Thanks again, jimag.

Best wishes,

Scots Bluebell

PS Is it just me? My first post worked ok but I have had problems with both of my reply posts: although my login is accepted, when I click to post I am told I am *not* logged in and I lose what I have typed. Most frustrating, especially as, this time, I should have thought to save my post just in case, but I didn't...

----------


## Mamie_2

Yes our ancestors did move around more than we might have guessed lol. Especially the ones on the coast who might have had boats/ships for fishing or trade.

Though there are the ones who did stay in the same place for generations as well.

Certainly by the 1850's there was quite a bit of relocation to either Edinburgh or Glasgow for work but it did take place earlier in both directions.

There is a lot of information on the clearances on line and in books. Google that and see what comes up.

Hiring fairs typically took place on specific days in the spring(May) and fall(November) and sometimes were part of a bigger "fair". A fair could include a sale of livestock as well as other goods. It was a time to meet friends as well as stock up on things you couldn't produce yourself or sell your excess items.

It would be more likely that you could get a job at the May fairs as landholders would need more labour in the spring and summer for planting, cultivation and harvest. You would have had to be the best workers to get a position for the winter. Not as much onlline about these.

I have been addicted to the genealogy puzzle for about 12 years now and I still keep finding new people to add to my tree. I don't think I will ever be completely done lol.

Mamie

----------


## Mamie_2

According to the New Statistical Account 1845 traditionally it was held on the Tuesday after Jul 20 to hire harvest workers.

Different parishes had fairs as well.

A fair on Apr 23 Georgemas(St. George's Day)  fair ( MAY HAVE TAKEN PLACE LATER IN THE BEGINNING OF MAY-depends upon if you are using a Julian Calender or our current Gregorian calender-Apr 23 in Julian is May 6 in Gregorian) was also a hiring fair in Caithness. The site of this fair is between Wick and Thurso near what is now Georgemas Junction. 

St. George (and the Dragon(of England ))is  ther reason for Georgemas as Apr 23 is supposedly the day he died  in 303 AD(Julian Calender) - may not have been English at all although he was at one thought to have been born in Coventry.

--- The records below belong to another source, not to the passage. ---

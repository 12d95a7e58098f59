mod common;

use std::sync::{Arc, Mutex};
use std::time::Duration;

use async_trait::async_trait;
use common::{UnreachableCatalog, course, setup_db};
use course_sync::db::repository;
use course_sync::services::{Notifier, RunStatus, SyncOptions, SyncScheduler};
use course_sync::upstream::StaticCatalogClient;
use serde_json::json;

#[derive(Default)]
struct RecordingNotifier {
    sent: Mutex<Vec<(String, String)>>,
}

#[async_trait]
impl Notifier for RecordingNotifier {
    async fn notify(&self, subject: &str, body: &str) {
        self.sent.lock().unwrap().push((subject.to_string(), body.to_string()));
    }
}

#[tokio::test]
async fn test_scheduler_initialization() {
    let pool = setup_db().await;
    let catalog = Arc::new(StaticCatalogClient::new(Vec::new()));

    let scheduler = SyncScheduler::new(pool, catalog, SyncOptions::default(), Duration::from_secs(10));

    assert_eq!(scheduler.interval(), Duration::from_secs(10));
}

#[tokio::test]
async fn test_run_once_refreshes_repairs_and_notifies() {
    let pool = setup_db().await;
    let catalog = Arc::new(StaticCatalogClient::new(vec![course(json!({
        "Course_ID": "BLAW-1000",
        "CourseSections": [{ "CourseSec_ID": "BLAW-1000-001" }]
    }))]));
    let notifier = Arc::new(RecordingNotifier::default());

    let scheduler = SyncScheduler::new(pool.clone(), catalog, SyncOptions::default(), Duration::from_secs(60))
        .with_notifier(notifier.clone());

    let (refresh, orphans) = scheduler.run_once().await;

    assert_eq!(refresh.status, RunStatus::Completed);
    assert_eq!(refresh.created, 1);
    assert_eq!(orphans.attached, 0);

    {
        let sent = notifier.sent.lock().unwrap();
        assert_eq!(sent.len(), 1);
        assert_eq!(sent[0].0, "Catalog sync completed");
        assert!(sent[0].1.contains("1 created"));
    }

    let runs = repository::fetch_sync_runs(&pool, 10).await.unwrap();
    assert_eq!(runs.len(), 2);
}

#[tokio::test]
async fn test_failed_refresh_is_notified_with_diagnostic() {
    let pool = setup_db().await;
    let notifier = Arc::new(RecordingNotifier::default());

    let scheduler = SyncScheduler::new(
        pool,
        Arc::new(UnreachableCatalog),
        SyncOptions::default(),
        Duration::from_secs(60),
    )
    .with_notifier(notifier.clone());

    let (refresh, _) = scheduler.run_once().await;

    assert_eq!(refresh.status, RunStatus::Failed);
    let sent = notifier.sent.lock().unwrap();
    assert_eq!(sent[0].0, "Catalog sync failed");
    assert!(sent[0].1.contains("Diagnostic: Network error"));
}

#[tokio::test]
async fn test_scheduler_short_interval() {
    let pool = setup_db().await;
    let catalog = Arc::new(StaticCatalogClient::new(Vec::new()));
    let notifier = Arc::new(RecordingNotifier::default());

    let scheduler = SyncScheduler::new(pool, catalog, SyncOptions::default(), Duration::from_millis(100))
        .with_notifier(notifier.clone());

    let scheduler_task = tokio::spawn(async move {
        scheduler.start().await;
    });

    tokio::time::sleep(Duration::from_millis(450)).await;
    scheduler_task.abort();

    assert!(!notifier.sent.lock().unwrap().is_empty());
}
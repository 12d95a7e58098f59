use std::env;
use std::time::Duration;

use crate::error::SyncError;

const DEFAULT_TIMEOUT_SECS: u64 = 60;
const DEFAULT_CONNECT_TIMEOUT_SECS: u64 = 15;
const DEFAULT_REFRESH_SECS: u64 = 21_600;
const DEFAULT_BATCH_SIZE: usize = 25;

/// Settings for talking to the upstream catalog and pacing sync runs.
#[derive(Clone, Debug)]
pub struct SyncConfig {
    pub api_base_url: String,
    pub api_token: String,
    pub timeout: Duration,
    pub connect_timeout: Duration,
    /// Log routine fetch details at info level instead of debug.
    pub verbose: bool,
    pub refresh_interval: Duration,
    pub notify_email: Option<String>,
    pub batch_size: usize,
    pub probe_before_fetch: bool,
}

impl SyncConfig {
    pub fn new_from_env() -> Result<Self, SyncError> {
        Self::from_lookup(|key| env::var(key).ok())
    }

    pub fn from_lookup<F>(lookup: F) -> Result<Self, SyncError>
    where
        F: Fn(&str) -> Option<String>,
    {
        let non_empty = |key: &str| lookup(key).map(|v| v.trim().to_string()).filter(|v| !v.is_empty());

        let api_base_url = non_empty("CATALOG_API_BASE_URL")
            .ok_or_else(|| SyncError::Config("CATALOG_API_BASE_URL is not set".to_string()))?
            .trim_end_matches('/')
            .to_string();
        if !api_base_url.starts_with("http://") && !api_base_url.starts_with("https://") {
            return Err(SyncError::Config(format!(
                "CATALOG_API_BASE_URL must be an http(s) url, got {}",
                api_base_url
            )));
        }

        let api_token = non_empty("CATALOG_API_TOKEN")
            .ok_or_else(|| SyncError::Config("CATALOG_API_TOKEN is not set".to_string()))?;

        let timeout = parse_number(&non_empty, "CATALOG_TIMEOUT_SECS", DEFAULT_TIMEOUT_SECS)?;
        let connect_timeout = parse_number(
            &non_empty,
            "CATALOG_CONNECT_TIMEOUT_SECS",
            DEFAULT_CONNECT_TIMEOUT_SECS,
        )?;
        let refresh_secs = parse_number(&non_empty, "SYNC_REFRESH_SECS", DEFAULT_REFRESH_SECS)?;
        let batch_size = parse_number(&non_empty, "SYNC_BATCH_SIZE", DEFAULT_BATCH_SIZE as u64)?;

        if timeout == 0 || connect_timeout == 0 {
            return Err(SyncError::Config("timeouts must be greater than zero".to_string()));
        }
        if refresh_secs == 0 {
            return Err(SyncError::Config("SYNC_REFRESH_SECS must be greater than zero".to_string()));
        }
        if batch_size == 0 {
            return Err(SyncError::Config("SYNC_BATCH_SIZE must be greater than zero".to_string()));
        }

        let notify_email = non_empty("SYNC_NOTIFY_EMAIL");
        if let Some(email) = &notify_email {
            if !is_plausible_email(email) {
                return Err(SyncError::Config(format!("SYNC_NOTIFY_EMAIL is not a valid address: {}", email)));
            }
        }

        Ok(Self {
            api_base_url,
            api_token,
            timeout: Duration::from_secs(timeout),
            connect_timeout: Duration::from_secs(connect_timeout),
            verbose: parse_flag(&non_empty, "SYNC_LOG_VERBOSE", false)?,
            refresh_interval: Duration::from_secs(refresh_secs),
            notify_email,
            batch_size: batch_size as usize,
            probe_before_fetch: parse_flag(&non_empty, "SYNC_PROBE", true)?,
        })
    }

    pub fn courses_url(&self) -> String {
        format!("{}/courses", self.api_base_url)
    }

    pub fn availability_url(&self, course_id: &str) -> String {
        format!("{}/course_section_availability/{}", self.api_base_url, course_id)
    }
}

fn parse_number<F>(lookup: &F, key: &str, default: u64) -> Result<u64, SyncError>
where
    F: Fn(&str) -> Option<String>,
{
    match lookup(key) {
        Some(raw) => raw
            .parse::<u64>()
            .map_err(|_| SyncError::Config(format!("{} must be a non-negative integer, got {}", key, raw))),
        None => Ok(default),
    }
}

fn parse_flag<F>(lookup: &F, key: &str, default: bool) -> Result<bool, SyncError>
where
    F: Fn(&str) -> Option<String>,
{
    match lookup(key).map(|v| v.to_ascii_lowercase()) {
        None => Ok(default),
        Some(v) if matches!(v.as_str(), "1" | "true" | "yes" | "on") => Ok(true),
        Some(v) if matches!(v.as_str(), "0" | "false" | "no" | "off") => Ok(false),
        Some(v) => Err(SyncError::Config(format!("{} must be a boolean, got {}", key, v))),
    }
}

fn is_plausible_email(value: &str) -> bool {
    match value.split_once('@') {
        Some((local, domain)) => !local.is_empty() && domain.contains('.') && !value.contains(' '),
        None => false,
    }
}

#[cfg(test)]
mod tests {
    use std::collections::HashMap;

    use super::*;

    fn lookup(pairs: &[(&str, &str)]) -> impl Fn(&str) -> Option<String> {
        let map: HashMap<String, String> = pairs
            .iter()
            .map(|(k, v)| (k.to_string(), v.to_string()))
            .collect();
        move |key| map.get(key).cloned()
    }

    #[test]
    fn test_defaults_applied() {
        let config = SyncConfig::from_lookup(lookup(&[
            ("CATALOG_API_BASE_URL", "https://catalog.example.com/v2/"),
            ("CATALOG_API_TOKEN", "secret"),
        ]))
        .expect("config should load");

        assert_eq!(config.api_base_url, "https://catalog.example.com/v2");
        assert_eq!(config.courses_url(), "https://catalog.example.com/v2/courses");
        assert_eq!(config.timeout, Duration::from_secs(60));
        assert_eq!(config.connect_timeout, Duration::from_secs(15));
        assert_eq!(config.refresh_interval, Duration::from_secs(21_600));
        assert_eq!(config.batch_size, 25);
        assert!(!config.verbose);
        assert!(config.probe_before_fetch);
        assert!(config.notify_email.is_none());
    }

    #[test]
    fn test_missing_token_is_config_error() {
        let err = SyncConfig::from_lookup(lookup(&[("CATALOG_API_BASE_URL", "https://x.example.com")]))
            .unwrap_err();
        assert!(matches!(err, SyncError::Config(msg) if msg.contains("CATALOG_API_TOKEN")));
    }

    #[test]
    fn test_missing_base_url_is_config_error() {
        let err = SyncConfig::from_lookup(lookup(&[("CATALOG_API_TOKEN", "secret")])).unwrap_err();
        assert!(matches!(err, SyncError::Config(msg) if msg.contains("CATALOG_API_BASE_URL")));
    }

    #[test]
    fn test_rejects_invalid_values() {
        let base = [
            ("CATALOG_API_BASE_URL", "https://x.example.com"),
            ("CATALOG_API_TOKEN", "secret"),
        ];

        let mut pairs = base.to_vec();
        pairs.push(("SYNC_REFRESH_SECS", "0"));
        assert!(SyncConfig::from_lookup(lookup(&pairs)).is_err());

        let mut pairs = base.to_vec();
        pairs.push(("SYNC_NOTIFY_EMAIL", "not-an-email"));
        assert!(SyncConfig::from_lookup(lookup(&pairs)).is_err());

        let mut pairs = base.to_vec();
        pairs.push(("SYNC_LOG_VERBOSE", "maybe"));
        assert!(SyncConfig::from_lookup(lookup(&pairs)).is_err());

        assert!(SyncConfig::from_lookup(lookup(&[
            ("CATALOG_API_BASE_URL", "ftp://x.example.com"),
            ("CATALOG_API_TOKEN", "secret"),
        ]))
        .is_err());
    }
}
//! Maps offering section ids to their parent course.
//!
//! Catalog id formats differ between API versions (`BLAW-1000-001`,
//! `ABC-123-45-001`, bare numeric ids, or a section id equal to the course id),
//! so candidates are derived by layered patterns and the first one that exists
//! as a course wins.

use std::collections::HashMap;
use std::sync::LazyLock;

use regex_lite::Regex;

static TRAILING_NUMERIC_SUFFIX: LazyLock<Regex> =
    LazyLock::new(|| Regex::new(r"^(.+)-\d+$").expect("static pattern"));

/// Candidate course ids for a section id, most specific first.
///
/// Pure string work: the section id itself, then the id with a trailing
/// `-<digits>` segment stripped, then the first two hyphen segments. The
/// section id is always present, so the result is never empty.
pub fn derive_candidate_course_ids(section_id: &str) -> Vec<String> {
    let mut candidates = vec![section_id.to_string()];

    if let Some(prefix) = TRAILING_NUMERIC_SUFFIX
        .captures(section_id)
        .and_then(|caps| caps.get(1))
    {
        candidates.push(prefix.as_str().to_string());
    }

    let parts: Vec<&str> = section_id.split('-').collect();
    if parts.len() >= 2 {
        candidates.push(format!("{}-{}", parts[0], parts[1]));
    }

    candidates
}

/// In-memory view of `course_id -> row id` used to place offerings.
#[derive(Debug, Clone, Default)]
pub struct CourseIndex {
    by_course_id: HashMap<String, i64>,
}

/// A section id resolved to its parent course.
#[derive(Debug, Clone, PartialEq, Eq)]
pub struct ResolvedParent {
    pub course_id: String,
    pub id: i64,
}

impl CourseIndex {
    pub fn new(by_course_id: HashMap<String, i64>) -> Self {
        Self { by_course_id }
    }

    pub fn get(&self, course_id: &str) -> Option<i64> {
        self.by_course_id.get(course_id).copied()
    }

    /// First candidate of `section_id` that names a known course.
    pub fn resolve_parent(&self, section_id: &str) -> Option<ResolvedParent> {
        derive_candidate_course_ids(section_id)
            .into_iter()
            .find_map(|candidate| {
                self.get(&candidate).map(|id| ResolvedParent {
                    course_id: candidate,
                    id,
                })
            })
    }
}

#[cfg(test)]
mod tests {
    use super::*;

    #[test]
    fn test_standard_section_id() {
        assert_eq!(
            derive_candidate_course_ids("BLAW-1000-001"),
            vec!["BLAW-1000-001", "BLAW-1000", "BLAW-1000"]
        );
    }

    #[test]
    fn test_long_section_id() {
        assert_eq!(
            derive_candidate_course_ids("ABC-123-45-001"),
            vec!["ABC-123-45-001", "ABC-123-45", "ABC-123"]
        );
    }

    #[test]
    fn test_bare_numeric_id_only_yields_itself() {
        assert_eq!(derive_candidate_course_ids("101975"), vec!["101975"]);
    }

    #[test]
    fn test_non_numeric_suffix_is_not_stripped() {
        assert_eq!(
            derive_candidate_course_ids("BLAW-1000-A"),
            vec!["BLAW-1000-A", "BLAW-1000"]
        );
    }

    #[test]
    fn test_resolution_prefers_exact_match() {
        let index = CourseIndex::new(HashMap::from([
            ("BLAW-1000".to_string(), 1),
            ("BLAW-1000-001".to_string(), 2),
        ]));

        let parent = index.resolve_parent("BLAW-1000-001").unwrap();
        assert_eq!(parent, ResolvedParent { course_id: "BLAW-1000-001".into(), id: 2 });
    }

    #[test]
    fn test_resolution_falls_through_layers() {
        let index = CourseIndex::new(HashMap::from([
            ("BLAW-1000".to_string(), 1),
            ("ABC-123".to_string(), 7),
        ]));

        assert_eq!(index.resolve_parent("BLAW-1000-001").map(|p| p.id), Some(1));
        assert_eq!(index.resolve_parent("ABC-123-45-001").map(|p| p.id), Some(7));
        assert_eq!(index.resolve_parent("ZZZ-9-001"), None);
        assert_eq!(index.resolve_parent("101975"), None);
    }
}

See where Genealogy can lead lol

Mamie

----------


## jimag

Hi Scots Bluebell

You were hoping for some place nearer the village of Latheron but the Parish of Latheron stretches from The Ord of Caithness in the south to Clyth in the north and extends well into the Caithness hinterland.
Mamie 2  is right about the feeing markets.  There was a market at Dunbeath.  Market Hill still there but I am not aware of any sign/cross to mark the location.
Oman is not a Highland name nor a Caithness one I suspect.  Your mention of Langwell could be a key in your search.  When Sir John Sinclair introduced sheep to the north, the first flock he set up was at Langwell and he brought shepherds from the Scottish borders to attend them.  They were originally Cheviot sheep and bred into the hardier and smaller North Country Cheviot.  Could your Oman descendants have come from the borders.   Long shot Scots Bluebell but worth keeping in mind.
Do you have any Hendersons connected to The Bual in your tree ?  There have been Hendersons in The Bual for the past eighty years at least.

----------


## gh1936

Scots Bluebell

 A series of articles,  commencing May 6 1977 in the John O' Groat Journal, deals with some of the clearances in Caithess commencing with Sir John Sinclair clearing Berridale in 1792 or thereabouts. This predated the clearances in Sutherland.

I also had a look at the 1841 census for the name Oman. There are 72 entries all born in Caithness with the oldest being born about 1760. This would suggest that the first Oman was in Caithness well before sheep.

----------


## Scots Bluebell

:Grin:  This forum is so-o-o good! Thanks for your helpful and interesting posts, Mamie, jimag and gh1936. It is great to learn some local info on the Caithness fairs - I have seen the place Georgemas on maps and thought it rather an odd name, so I am pleased to have the background on it.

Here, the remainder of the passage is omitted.